RDD operations can be classified into two types: transformations and actions. Transformations are not immediately executed, unlike actions.

Transformations

Operation	Description
`map()`	Applies a function to each element of an RDD and returns the result as a new RDD.
`flatMap()`	Applies a function to each element of an RDD, flattens the RDD, and then returns the result as a new RDD.
`filter()`	Selects the elements of an RDD on which a function returns true, and returns the result as a new RDD.
`distinct()`	Returns distinct elements of an RDD without using a function.
`union()`	Joins the elements of two RDDs and returns the result as a new RDD.
`intersection()`	Returns elements that appear in both RDDs.
`subtract()`	Removes elements that appear in both RDDs.
`cartesian()`	Generates the Cartesian product of two RDDs.

Actions

Operation	Description
`collect()`	Returns all elements of an RDD.
`count()`	Returns the number of elements of an RDD.
`countByValue()`	Returns the number of times that each element appears in an RDD.
`reduce()`	Aggregates all elements in an RDD, such as calculating the sum.
`fold(0)(func)`	Similar to `reduce()` except taking a zero value as the initial value.
`aggregate(0)(seqOp,combop)`	Similar to `reduce()`, but the data type of the returned RDD is different from that of the original RDD.
`foreach(func)`	Applies a specific function to each element of an RDD.

Spark shell example

First, an RDD is created by reading a text file from an external storage system.

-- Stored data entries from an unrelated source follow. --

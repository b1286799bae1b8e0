//! Currency conversion abstractions

use anyhow::Result;
use async_trait::async_trait;
use tracing::debug;

#[async_trait]
pub trait CurrencyRateProvider: Send + Sync {
    async fn get_rate(&self, from: &str, to: &str) -> Result<f64>;
}

/// Converts `amount` from one currency to another. Same-currency amounts are
/// returned untouched without asking the provider; a provider error leaves the
/// amount unconverted.
pub async fn convert(
    provider: &(dyn CurrencyRateProvider + Send + Sync),
    amount: f64,
    from: &str,
    to: &str,
) -> f64 {
    if from == to {
        return amount;
    }
    match provider.get_rate(from, to).await {
        Ok(rate) => amount * rate,
        Err(e) => {
            debug!("Currency conversion failed from {from} to {to}: {e}");
            amount
        }
    }
}
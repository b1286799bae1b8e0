use crate::core::dashboard::DEFAULT_REFRESH_INTERVAL;
use crate::providers::caching::{DEFAULT_RATE_TIMEOUT, DEFAULT_RATE_TTL};
use anyhow::{Context, Result};
use directories::ProjectDirs;
use serde::{Deserialize, Serialize};
use std::time::Duration;
use std::{fs, path::PathBuf};
use tracing::debug;

#[derive(Debug, Deserialize, Serialize, Clone, PartialEq)]
pub struct BackendConfig {
    pub base_url: String,
    /// Per-request timeout for asset and transaction calls
    #[serde(default = "default_request_timeout_secs")]
    pub timeout_secs: u64,
}

#[derive(Debug, Deserialize, Serialize, Clone, PartialEq)]
pub struct RatesConfig {
    #[serde(default = "default_ttl_secs")]
    pub ttl_secs: u64,
    #[serde(default = "default_rate_timeout_secs")]
    pub timeout_secs: u64,
}

impl Default for RatesConfig {
    fn default() -> Self {
        RatesConfig {
            ttl_secs: default_ttl_secs(),
            timeout_secs: default_rate_timeout_secs(),
        }
    }
}

impl RatesConfig {
    pub fn ttl(&self) -> Duration {
        Duration::from_secs(self.ttl_secs)
    }

    pub fn timeout(&self) -> Duration {
        Duration::from_secs(self.timeout_secs)
    }
}

#[derive(Debug, Deserialize, Serialize, Clone, PartialEq)]
pub struct AppConfig {
    pub backend: BackendConfig,
    #[serde(default = "default_user_id")]
    pub user_id: String,
    /// Display currency every value is converted into
    #[serde(default = "default_currency")]
    pub currency: String,
    #[serde(default = "default_supported_currencies")]
    pub supported_currencies: Vec<String>,
    #[serde(default)]
    pub rates: RatesConfig,
    #[serde(default = "default_refresh_interval_secs")]
    pub refresh_interval_secs: u64,
    #[serde(default = "default_page_size")]
    pub page_size: u32,
}

fn default_request_timeout_secs() -> u64 {
    15
}

fn default_ttl_secs() -> u64 {
    DEFAULT_RATE_TTL.as_secs()
}

fn default_rate_timeout_secs() -> u64 {
    DEFAULT_RATE_TIMEOUT.as_secs()
}

fn default_user_id() -> String {
    "test_user_001".to_string()
}

fn default_currency() -> String {
    "CNY".to_string()
}

fn default_supported_currencies() -> Vec<String> {
    ["CNY", "USD", "HKD"].map(String::from).to_vec()
}

fn default_refresh_interval_secs() -> u64 {
    DEFAULT_REFRESH_INTERVAL.as_secs()
}

fn default_page_size() -> u32 {
    20
}

impl Default for AppConfig {
    fn default() -> Self {
        AppConfig {
            backend: BackendConfig {
                base_url: "http://localhost:5000".to_string(),
                timeout_secs: default_request_timeout_secs(),
            },
            user_id: default_user_id(),
            currency: default_currency(),
            supported_currencies: default_supported_currencies(),
            rates: RatesConfig::default(),
            refresh_interval_secs: default_refresh_interval_secs(),
            page_size: default_page_size(),
        }
    }
}

impl AppConfig {
    pub fn load() -> Result<Self> {
        debug!("Loading default config");
        let config_path = Self::default_config_path()?;
        Self::load_from_path(&config_path)
    }

    pub fn default_config_path() -> Result<PathBuf> {
        let proj_dirs = ProjectDirs::from("app", "fintree", "fintree")
            .context("Could not determine project directories")?;
        Ok(proj_dirs.config_dir().join("config.yaml"))
    }

    pub fn load_from_path<P: AsRef<std::path::Path>>(path: P) -> Result<Self> {
        let config_str = fs::read_to_string(path.as_ref())
            .with_context(|| format!("Failed to read config file: {}", path.as_ref().display()))?;

        let config: Self = serde_yaml::from_str(&config_str)
            .with_context(|| format!("Failed to parse config file: {}", path.as_ref().display()))?;
        config
            .validate()
            .with_context(|| format!("Invalid config file: {}", path.as_ref().display()))?;
        debug!("Successfully loaded config");
        Ok(config)
    }

    fn validate(&self) -> Result<()> {
        if self.backend.base_url.trim().is_empty() {
            anyhow::bail!("backend.base_url must not be empty");
        }
        if self.user_id.trim().is_empty() {
            anyhow::bail!("user_id must not be empty");
        }
        if self.page_size == 0 {
            anyhow::bail!("page_size must be at least 1");
        }
        if self.refresh_interval_secs == 0 {
            anyhow::bail!("refresh_interval_secs must be at least 1");
        }
        Ok(())
    }

    pub fn refresh_interval(&self) -> Duration {
        Duration::from_secs(self.refresh_interval_secs)
    }

    pub fn request_timeout(&self) -> Duration {
        Duration::from_secs(self.backend.timeout_secs)
    }

    pub fn to_yaml(&self) -> Result<String> {
        serde_yaml::to_string(self).context("Failed to serialize config")
    }
}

A map operator is used to calculate the length of each row in the text file. A reduce operator is used to sum up the lengths. This way, you can obtain the total length of all rows in the text file.

Log on to the master node of the cluster in SSH mode. For more information, see Log on to a cluster.
Create a data.txt file and upload it to HDFS.
The content of the data.txt file in this example is shown below.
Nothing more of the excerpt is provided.